As a transfer material, LETTER size XEROX 4024 paper (manufactured by XEROX, 75 g / m ² ) was used.

  As an evaluation of the present invention, a storage mode of 45 ° C./95%/7 days is provided as a pretreatment before image evaluation, and then an image with a print ratio of 1% in a high temperature and high humidity environment (H / H) is used. In the single color mode, 15000 sheets were printed by the continuous printing method shown below. The image forming speed was set to the speed in the plain paper mode.

  Image evaluation was performed based on the following evaluation criteria using the 100th, 5000th, and 10000th images.

  Each evaluation result is described in Tables 5 and 7.

[Developability evaluation method]
(Measurement of fogging)
The fog was measured using a REFECTOMETER MODEL TC-6DS (manufactured by Tokyo Denshoku Co., Ltd.) and calculated according to the following formula.
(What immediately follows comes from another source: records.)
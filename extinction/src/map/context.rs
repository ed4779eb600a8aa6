//! Shared state behind every map adapter
//!
//! A [`MapContext`] is created once by the pipeline and passed by reference to
//! every adapter it opens. It owns the registry, the backend cache, the
//! backend factory and the dataset store, so tests can build isolated
//! contexts without touching any global state.

use std::sync::{Mutex, PoisonError};

use log::{debug, info};

use super::{EvaluationMode, MapAdapter};
use crate::backend::{BackendCache, BackendFactory, BackendHandle};
use crate::config::ExtinctionConfig;
use crate::dataset::{DatasetStore, LocalDataStore};
use crate::error::{ExtinctionError, Result, DATA_DOCS_URL};
use crate::registry::{MapRegistry, MapRegistryEntry};

pub struct MapContext {
    registry: MapRegistry,
    cache: BackendCache,
    factory: Box<dyn BackendFactory>,
    store: Box<dyn DatasetStore>,
    default_mode: EvaluationMode,
    /// Serializes dataset fetches so one missing map is downloaded once
    fetch_lock: Mutex<()>,
}

impl MapContext {
    pub fn new(
        registry: MapRegistry,
        factory: impl BackendFactory + 'static,
        store: impl DatasetStore + 'static,
    ) -> Self {
        Self {
            registry,
            cache: BackendCache::new(),
            factory: Box::new(factory),
            store: Box::new(store),
            default_mode: EvaluationMode::default(),
            fetch_lock: Mutex::new(()),
        }
    }

    /// Built-in registry with an on-disk dataset store described by `config`
    pub fn from_config(config: &ExtinctionConfig, factory: impl BackendFactory + 'static) -> Self {
        Self::new(
            MapRegistry::builtin(),
            factory,
            LocalDataStore::from_config(config),
        )
        .with_default_mode(config.evaluation_mode)
    }

    pub fn with_default_mode(mut self, mode: EvaluationMode) -> Self {
        self.default_mode = mode;
        self
    }

    pub fn registry(&self) -> &MapRegistry {
        &self.registry
    }

    pub fn cache(&self) -> &BackendCache {
        &self.cache
    }

    pub fn store(&self) -> &dyn DatasetStore {
        self.store.as_ref()
    }

    pub fn default_mode(&self) -> EvaluationMode {
        self.default_mode
    }

    /// Open an adapter in the context's default evaluation mode
    pub fn open(&self, identifier: &str) -> Result<MapAdapter> {
        MapAdapter::new(identifier, self.default_mode, self)
    }

    /// Open an adapter in an explicit evaluation mode
    pub fn open_with_mode(&self, identifier: &str, mode: EvaluationMode) -> Result<MapAdapter> {
        MapAdapter::new(identifier, mode, self)
    }

    /// Backend for a resolved entry, making sure its data is installed first.
    pub(crate) fn backend_for(&self, entry: &MapRegistryEntry) -> Result<BackendHandle> {
        let identifier = entry.identifier();

        // A cached backend has already loaded its data
        if !self.cache.contains(identifier) {
            self.ensure_dataset(identifier)?;
        }

        Ok(self.cache.obtain(
            identifier,
            entry.backend(),
            entry.options(),
            self.factory.as_ref(),
        )?)
    }

    fn ensure_dataset(&self, identifier: &str) -> Result<()> {
        if self.store.is_present(identifier) {
            return Ok(());
        }

        let _guard = self.fetch_lock.lock().unwrap_or_else(PoisonError::into_inner);
        if self.store.is_present(identifier) {
            debug!("Dataset for '{identifier}' was installed by a concurrent fetch");
            return Ok(());
        }

        info!(
            "Dataset for '{identifier}' not found at {}",
            self.store.location(identifier).display()
        );
        match self.store.fetch(identifier) {
            Ok(path) => {
                info!("Installed dataset for '{identifier}' at {}", path.display());
                Ok(())
            }
            Err(source) => Err(ExtinctionError::DataUnavailable {
                identifier: identifier.to_string(),
                instructions: self.store.fetch_instructions(identifier),
                docs_url: DATA_DOCS_URL,
                source,
            }),
        }
    }
}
A lower fog value is better.
Fog (reflectance;%) = (reflectance of standard paper;%) − (reflectance of white solid portion of sample;%)
A: 1.2% or less B: More than 1.2% and less than 2.0% C: More than 2.0% and less than 3.0% D: More than 3.0%

(Transfer efficiency)
The transfer efficiency is based on the basis weight of the toner developed on the photoconductor under the normal temperature and normal humidity (23 ° C./60%, N / N) condition using the image forming apparatus shown in FIG. The ratio of the toner basis weight transferred onto the paper was evaluated based on the following evaluation criteria.
A: 90% or more.
B: More than 75% and less than 90%.
C: More than 60% and less than 75%.
D: Less than 60%.

(Solid uniformity)
The obtained solid image on the transfer paper was evaluated as A, B, C, and D with a density difference of 5 points.
A: 0.1% or less B: Over 0.1% and 0.2% or less C: Over 0.2% and 0.3% or less D: Over 0.3%

(Drum fusion)
The drum fusion was evaluated based on the following evaluation criteria by visually observing the drum surface and further observing image defects.
A: Defects are not recognized at all on the drum surface and the image.
B: In the latter half of the durability, the drum surface is slightly stained but does not appear in the image.
C: In the latter half of the durability, some dirt is observed on the drum surface, and some unevenness occurs in the image.
D: In the latter half of the endurance, the drum surface is very dirty, and the image is uneven.

(Development roller dirty)
The developing roller stain was evaluated based on the following evaluation criteria by lightly wiping off the toner and visually observing the surface of the roller, further observing image defects.
A: Defects are not recognized at all on the roller surface and the image.
B: Stain is slightly observed on the roller surface in the latter half of durability, but does not appear in the image.
C: In the latter half of the durability, some dirt is observed on the roller surface, and some unevenness occurs in the image.
D: In the latter half of the durability, the roller surface is very dirty, and the image is uneven.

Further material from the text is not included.